§ **What the task asks**:
Copy each line containing the word "open" from the records that follow, please.

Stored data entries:
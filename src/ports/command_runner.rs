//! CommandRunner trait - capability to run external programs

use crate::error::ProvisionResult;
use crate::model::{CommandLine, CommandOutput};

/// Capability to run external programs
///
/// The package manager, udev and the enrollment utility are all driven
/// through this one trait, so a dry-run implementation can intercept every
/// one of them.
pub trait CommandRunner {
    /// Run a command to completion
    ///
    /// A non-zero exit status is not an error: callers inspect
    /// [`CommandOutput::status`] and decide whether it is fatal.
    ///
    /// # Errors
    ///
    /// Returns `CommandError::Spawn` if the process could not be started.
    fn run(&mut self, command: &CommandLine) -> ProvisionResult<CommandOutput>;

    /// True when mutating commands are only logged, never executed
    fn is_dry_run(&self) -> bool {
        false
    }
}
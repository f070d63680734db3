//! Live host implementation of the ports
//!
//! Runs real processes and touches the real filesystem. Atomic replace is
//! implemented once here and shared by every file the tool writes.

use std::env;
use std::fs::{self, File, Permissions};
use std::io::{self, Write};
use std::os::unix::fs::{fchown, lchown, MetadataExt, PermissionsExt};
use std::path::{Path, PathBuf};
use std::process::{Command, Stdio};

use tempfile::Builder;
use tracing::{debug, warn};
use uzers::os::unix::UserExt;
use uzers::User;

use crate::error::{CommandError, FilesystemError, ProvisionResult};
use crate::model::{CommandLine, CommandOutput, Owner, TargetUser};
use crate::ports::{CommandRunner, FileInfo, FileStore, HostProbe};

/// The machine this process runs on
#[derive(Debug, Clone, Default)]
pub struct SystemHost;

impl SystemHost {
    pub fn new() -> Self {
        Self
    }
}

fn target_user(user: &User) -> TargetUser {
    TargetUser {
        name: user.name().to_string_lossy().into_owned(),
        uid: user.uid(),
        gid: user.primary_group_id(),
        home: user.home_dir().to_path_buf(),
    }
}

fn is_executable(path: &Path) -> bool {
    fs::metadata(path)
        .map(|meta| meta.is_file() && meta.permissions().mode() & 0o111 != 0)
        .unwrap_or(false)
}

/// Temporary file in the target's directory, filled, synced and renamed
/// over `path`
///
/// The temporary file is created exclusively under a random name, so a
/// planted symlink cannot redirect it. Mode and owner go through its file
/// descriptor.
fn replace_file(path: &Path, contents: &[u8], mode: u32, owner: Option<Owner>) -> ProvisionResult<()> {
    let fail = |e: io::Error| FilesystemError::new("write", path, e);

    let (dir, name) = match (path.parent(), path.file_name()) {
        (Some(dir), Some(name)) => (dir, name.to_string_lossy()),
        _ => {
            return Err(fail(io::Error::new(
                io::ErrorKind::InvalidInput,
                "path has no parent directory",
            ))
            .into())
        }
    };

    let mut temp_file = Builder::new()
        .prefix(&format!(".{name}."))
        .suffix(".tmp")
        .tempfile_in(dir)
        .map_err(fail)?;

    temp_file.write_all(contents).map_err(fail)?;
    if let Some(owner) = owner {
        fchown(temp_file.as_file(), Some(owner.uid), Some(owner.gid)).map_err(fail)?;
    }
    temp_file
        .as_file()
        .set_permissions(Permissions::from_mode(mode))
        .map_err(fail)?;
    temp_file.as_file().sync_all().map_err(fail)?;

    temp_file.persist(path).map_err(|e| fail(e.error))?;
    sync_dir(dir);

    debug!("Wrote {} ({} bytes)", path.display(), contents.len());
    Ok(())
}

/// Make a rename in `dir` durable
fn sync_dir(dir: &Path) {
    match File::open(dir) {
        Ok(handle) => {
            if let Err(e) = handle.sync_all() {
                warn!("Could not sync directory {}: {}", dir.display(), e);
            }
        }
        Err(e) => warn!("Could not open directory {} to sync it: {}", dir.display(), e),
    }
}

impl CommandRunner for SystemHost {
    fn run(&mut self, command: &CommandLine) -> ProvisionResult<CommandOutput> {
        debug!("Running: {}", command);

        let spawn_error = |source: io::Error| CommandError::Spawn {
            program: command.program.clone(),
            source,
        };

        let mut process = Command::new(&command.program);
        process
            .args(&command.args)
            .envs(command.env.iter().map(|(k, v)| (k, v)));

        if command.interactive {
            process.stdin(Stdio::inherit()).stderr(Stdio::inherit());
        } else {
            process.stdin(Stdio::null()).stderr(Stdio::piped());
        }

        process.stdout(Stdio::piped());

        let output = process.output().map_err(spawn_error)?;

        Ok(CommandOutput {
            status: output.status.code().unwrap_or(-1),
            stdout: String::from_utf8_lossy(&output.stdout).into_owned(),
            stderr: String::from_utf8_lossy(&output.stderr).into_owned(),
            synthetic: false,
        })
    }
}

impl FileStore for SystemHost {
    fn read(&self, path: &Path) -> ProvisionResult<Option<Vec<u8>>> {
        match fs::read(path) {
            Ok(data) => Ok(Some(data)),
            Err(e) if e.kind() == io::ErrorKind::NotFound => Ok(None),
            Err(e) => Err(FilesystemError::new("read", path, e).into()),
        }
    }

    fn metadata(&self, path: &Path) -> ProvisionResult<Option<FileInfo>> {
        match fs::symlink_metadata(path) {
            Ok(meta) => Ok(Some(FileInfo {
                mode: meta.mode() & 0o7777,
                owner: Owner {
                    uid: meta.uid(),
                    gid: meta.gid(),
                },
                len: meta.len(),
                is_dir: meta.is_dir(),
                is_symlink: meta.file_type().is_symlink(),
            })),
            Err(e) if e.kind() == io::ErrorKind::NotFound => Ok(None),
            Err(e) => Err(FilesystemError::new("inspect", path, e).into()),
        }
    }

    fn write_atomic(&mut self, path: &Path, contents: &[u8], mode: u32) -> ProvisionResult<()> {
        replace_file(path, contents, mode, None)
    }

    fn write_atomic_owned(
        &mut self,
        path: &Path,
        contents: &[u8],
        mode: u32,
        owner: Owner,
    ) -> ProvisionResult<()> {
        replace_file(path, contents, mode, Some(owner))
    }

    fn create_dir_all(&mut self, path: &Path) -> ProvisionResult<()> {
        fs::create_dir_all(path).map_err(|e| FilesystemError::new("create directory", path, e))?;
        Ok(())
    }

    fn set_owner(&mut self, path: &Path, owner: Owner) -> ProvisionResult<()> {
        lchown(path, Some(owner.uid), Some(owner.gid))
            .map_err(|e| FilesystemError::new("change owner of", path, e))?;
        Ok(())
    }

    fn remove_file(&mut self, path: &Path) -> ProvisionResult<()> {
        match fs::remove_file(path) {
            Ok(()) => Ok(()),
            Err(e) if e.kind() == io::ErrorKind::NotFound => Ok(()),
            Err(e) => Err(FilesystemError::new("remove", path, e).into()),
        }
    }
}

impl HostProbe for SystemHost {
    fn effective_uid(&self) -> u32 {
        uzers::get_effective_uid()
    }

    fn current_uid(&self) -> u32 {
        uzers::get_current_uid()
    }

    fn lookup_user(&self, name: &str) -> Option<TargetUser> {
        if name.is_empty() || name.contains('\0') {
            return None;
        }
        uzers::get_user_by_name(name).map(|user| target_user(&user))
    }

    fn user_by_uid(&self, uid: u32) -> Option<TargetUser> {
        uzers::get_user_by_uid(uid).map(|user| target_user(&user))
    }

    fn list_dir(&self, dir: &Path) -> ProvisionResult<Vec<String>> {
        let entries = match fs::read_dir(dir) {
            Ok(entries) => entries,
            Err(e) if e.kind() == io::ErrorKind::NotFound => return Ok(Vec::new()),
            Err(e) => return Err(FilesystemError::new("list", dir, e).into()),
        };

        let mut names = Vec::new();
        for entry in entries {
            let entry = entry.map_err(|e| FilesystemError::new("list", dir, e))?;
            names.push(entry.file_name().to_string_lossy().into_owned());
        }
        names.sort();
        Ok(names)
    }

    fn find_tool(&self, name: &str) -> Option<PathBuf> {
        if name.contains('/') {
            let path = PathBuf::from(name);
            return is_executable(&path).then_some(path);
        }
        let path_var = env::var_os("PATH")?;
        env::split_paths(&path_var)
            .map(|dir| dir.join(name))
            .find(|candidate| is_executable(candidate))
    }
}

§ **Worked solution**:
    match File::open(dir) {
        Err(e) => warn!("Could not open directory {} to sync it: {}", dir.display(), e),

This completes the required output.